We cannot accept that our children’s future, programs for elderly, the minimal services unemployed receive, domestic violence programs, our state parks and environmental programs, our state workers, the basic net that maintains our society is an expendable thing, based upon the ebb and flow of capitalism. We cannot allow our state to balence its budget on the backs of the powerless and stand silent, for if it not our backs today, it surely will be our backs tomorrow. We cannot allow our state which, prior to Proposition 13, was the best in the country in education will continue to fall further and futher behind, as we build more prisons.  

The walkout and strike is an event significant in itself and one we must support.  Beyond that it must serve as a wakeup call for all of us who have been far too silent in the devestating actions of our state to stand up and take action.  

  “There is a time when the operation of the machine becomes so odious, makes you so sick at heart, that you can’t take part; you can’t even passively take part, and you’ve got to put your bodies upon the gears and upon the wheels, upon the levers, upon all the apparatus, and you’ve got to make it stop. And you’ve got to indicate to the people who run it, to the people who own it, that unless you’re free, the machine will be prevented from working at all!”  Mario Savio’s speech before the Free Speech Movement sit-in.  

Jonah Minkoff-Zern 



Editors, Daily Planet:   

The public option is not a step forward in the campaign for single-payer healthcare for all Americans; it is a diversion from it. Moreover, even with some kind of public option, healthcare in the United States would be no better and as expensive as ever for most people. To understand this, read Paul Street’s “Corporate-Managed Democracy: Healthreform in the age of Obama” in Z Magazine, September, 2009. 

Richard Wiebe 




Editors, Daily Planet: 

“We have first-hand experience with that problem, since the entry for the Berkeley Daily Planet is being stalked by one ‘Dr. Mike’ Harris of Sausalito, a card-carrying member of the lunatic fringe of supporters of right-wing Israeli politics. Every time someone corrects the misinformation he’s inserted into the entry, he changes it back.” 

Really now. 

Had you bothered to check the “history” page in the Wikipedia entry about the BDP, it shows that I edited the Wikipedia entry of the BDP on several occasions on one date only: March 29, 2009. I pointed out that one of the anti-Semitic letters that you published was from an Iranian student living in India, to let readers draw their own conclusions about your editorial policy regarding preferring local opinions; an exception obviously was made in this case, so let the Wikipedia reader decide why that would be. I also removed your statement about a “free-speech” policy since you clearly do not apply that to supporters of Israel—to the extent that I don’t expect this letter to be published. I also cleaned up some poorly formatted references. Nobody else made any edits that day so I haven’t changed anything “back” if another editor subsequently removed my edits. 
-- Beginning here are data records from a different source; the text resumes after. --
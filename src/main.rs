use anyhow::Result;
use clap::{Parser, Subcommand};

use std::io::{self, BufReader};

use tally_cli::shell;

#[derive(Parser)]
#[command(
    name = "tally",
    version,
    about = "Terminal-based expense tracking and sales analytics",
    long_about = "tally bundles two small interactive utilities: a personal \
                  expense tracker and a sales-analytics report generator. \
                  Records live in memory for the session; reports show \
                  category totals, monthly trends, and top-N rankings."
)]
struct Cli {
    #[command(subcommand)]
    command: Commands,

    /// How many entries top-N views show
    #[arg(long, global = true, default_value = "5", env = "TALLY_TOP")]
    top: usize,
}

#[derive(Subcommand)]
enum Commands {
    /// Track personal expenses interactively
    #[command(alias = "exp")]
    Expenses,

    /// Analyze product sales interactively
    Sales,
}

fn main() -> Result<()> {
    let cli = Cli::parse();

    let stdin = io::stdin();
    let mut input = BufReader::new(stdin.lock());
    let mut output = io::stdout();

    match cli.command {
        Commands::Expenses => shell::expenses::run(&mut input, &mut output, cli.top)?,
        Commands::Sales => shell::sales::run(&mut input, &mut output, cli.top)?,
    }

    Ok(())
}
Since you are obviously unfamiliar with the fact that everything is visible on Wikipedia, I have copied the screen shot of the “history” page and attached it. Your readers can check it out for themselves at 

index.php?title=Berkeley_Daily_Planet&action=history so anyone can see the changes that I made. 

Maybe next time you can do a modicum of research before making unfounded allegations. I don’t even live in Sausalito. 

Mike Harris,  


San Francisco Voice for Israel 




Editors, Daily Planet: 

The changes in this latest AC Transit proposal will have more busses laying over in downtown Berkeley. This area is being turned into a transit hub, as has already happened with the splitting off of the 79 from the 15. Does Shattuck and Center have room for more busses to be hanging around between runs? I don’t think so. 

Charles Stevenson 




Editors, Daily Planet: 

I am so upset that I may be inarticulate. But I had read of the cuts AC Transit is planning. It took me some time to realize that two important bus lines appear to be being axed, the 18 and the 51. The 18 is being cut in Oakland, and eliminated in Berkeley. How are people supposed to go down Shattuck?  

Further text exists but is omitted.